A perfectionist’s view of the imperfect Patriots
As the final seconds of Super Bowl 42 ticked off, I couldn’t understand why, as a lifelong Patriots fan, I didn’t feel terribly disappointed. In fact, I did something that I have never done before; I watched the other team celebrate after defeating one of our hometown teams in a big game. In the past, whenever The Bruins, Red Sox, Patriots, or Celtics were eliminated from the playoffs of their respective sport, I turned the television off - immediately, sometimes sooner; I never saw Aaron Boone’s home run land in the leftfield stands at Yankee Stadium in October 2003, I was in bed with the lights out before he touched home plate -of course, I couldn’t sleep. But last Sunday was different and as I watched The New York Giants hugging one another underneath a shower of confetti, it hit me; I identified more with what The Giants had accomplished than with what The Patriots were trying to accomplish.
I am a recovering perfectionist, and what every self-deprecating perfectionist will tell you is that there is no such thing as a perfect season. We simply cannot relate to perfection, it is never within our reach and we do everything in our power to sabotage our endless pursuit of it. If The Patriots had won, thousands of fans and so-called experts would have said they had achieved perfection, but we perfectionists know better. Perfectionists know that in a perfect season, not only do you have to win all of your games, you must shutout every one of your opponents without committing a penalty or turning the ball over.

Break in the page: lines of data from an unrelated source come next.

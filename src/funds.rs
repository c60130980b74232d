use serde::{Deserialize, Serialize};

use crate::decimal::Money;
use crate::errors::{LenderError, Result};

/// the lender's capital, split by where each unit currently sits
///
/// Every unit ever added is in exactly one of `available`, `pending` or
/// `disbursed`, so `available + pending + disbursed == total_added` holds
/// after every operation.
#[derive(Debug, Clone, PartialEq, Eq, Serialize, Deserialize, Default)]
pub struct FundPool {
    available: Money,
    pending: Money,
    disbursed: Money,
    total_added: Money,
}

impl FundPool {
    /// create a pool seeded with an initial fund
    pub fn new(initial: Money) -> Result<Self> {
        let mut pool = Self::default();
        pool.add(initial)?;
        Ok(pool)
    }

    pub fn available(&self) -> Money {
        self.available
    }

    pub fn pending(&self) -> Money {
        self.pending
    }

    /// capital that left the pool through accepted loans
    pub fn disbursed(&self) -> Money {
        self.disbursed
    }

    pub fn total_added(&self) -> Money {
        self.total_added
    }

    /// add capital to the available fund
    pub fn add(&mut self, amount: Money) -> Result<Money> {
        if amount.is_negative() {
            return Err(LenderError::InvalidAmount {
                amount,
                reason: "fund amount cannot be negative".to_string(),
            });
        }

        let available = checked_add(self.available, amount)?;
        let total_added = checked_add(self.total_added, amount)?;

        self.available = available;
        self.total_added = total_added;
        Ok(self.available)
    }

    /// check if `amount` can be reserved right now
    pub fn can_reserve(&self, amount: Money) -> bool {
        amount <= self.available
    }

    /// move an amount from available to pending
    pub fn reserve(&mut self, amount: Money) -> Result<()> {
        if amount.is_negative() {
            return Err(LenderError::InvalidAmount {
                amount,
                reason: "reserved amount cannot be negative".to_string(),
            });
        }

        if !self.can_reserve(amount) {
            return Err(LenderError::InsufficientFunds {
                available: self.available,
                requested: amount,
            });
        }

        let pending = checked_add(self.pending, amount)?;
        self.available = self.available - amount;
        self.pending = pending;
        Ok(())
    }

    /// move a reserved amount back from pending to available
    pub fn release(&mut self, amount: Money) -> Result<()> {
        self.ensure_pending(amount)?;

        let available = checked_add(self.available, amount)?;
        self.pending = self.pending - amount;
        self.available = available;
        Ok(())
    }

    /// a reserved amount leaves the pool for good
    pub fn disburse(&mut self, amount: Money) -> Result<()> {
        self.ensure_pending(amount)?;

        let disbursed = checked_add(self.disbursed, amount)?;
        self.pending = self.pending - amount;
        self.disbursed = disbursed;
        Ok(())
    }

    /// check the accounting identity
    pub fn is_balanced(&self) -> bool {
        let accounted = self
            .available
            .checked_add(self.pending)
            .and_then(|sum| sum.checked_add(self.disbursed));

        accounted == Some(self.total_added)
            && !self.available.is_negative()
            && !self.pending.is_negative()
    }

    fn ensure_pending(&self, amount: Money) -> Result<()> {
        if amount.is_negative() || amount > self.pending {
            return Err(LenderError::InsufficientPending {
                pending: self.pending,
                requested: amount,
            });
        }
        Ok(())
    }
}

fn checked_add(current: Money, amount: Money) -> Result<Money> {
    current
        .checked_add(amount)
        .ok_or(LenderError::FundOverflow { current, requested: amount })
}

You cannot be found guilty of breaking league rules and still be perfect even though no one seems to know how, or if, you benefitted from your transgressions. I know all about the 17-0 1972 Miami Dolphins; they won all of their games, but they were not perfect. I road along all season with The Patriots on their road to perfection, but I was in the backseat thinking, The directions are all screwed-up.
My best friend is a lifelong Giants’ fan. Like a presidential runner-up on election night, I called him after Sunday night’s game to congratulate him and his team on a well-earned, well-deserved victory. I was surprised by my actions, I thought that, had The Patriots lost, we wouldn’t have spoken for a few days, maybe a week. But I meant every word I said to him, his team played great and I admire them for playing so well in the biggest of games. They are the champions.
As for The Patriots, they are still my team. Remember in the movie Rocky, all that emotion at the end? Well, Rocky lost the fight, but we loved him anyway for his heart in spite of his flaws. I am not a gambler, few perfectionists are -- too many variables, I do not pay attention to point spreads or predictions. The Patriots were up against huge odds in their quest to be the first team to go 19-0. In the end, they came up 35 seconds short of their goal. I still love the Patriots, flaws and all, because as their 18-1 record proves, nobody’s perfect.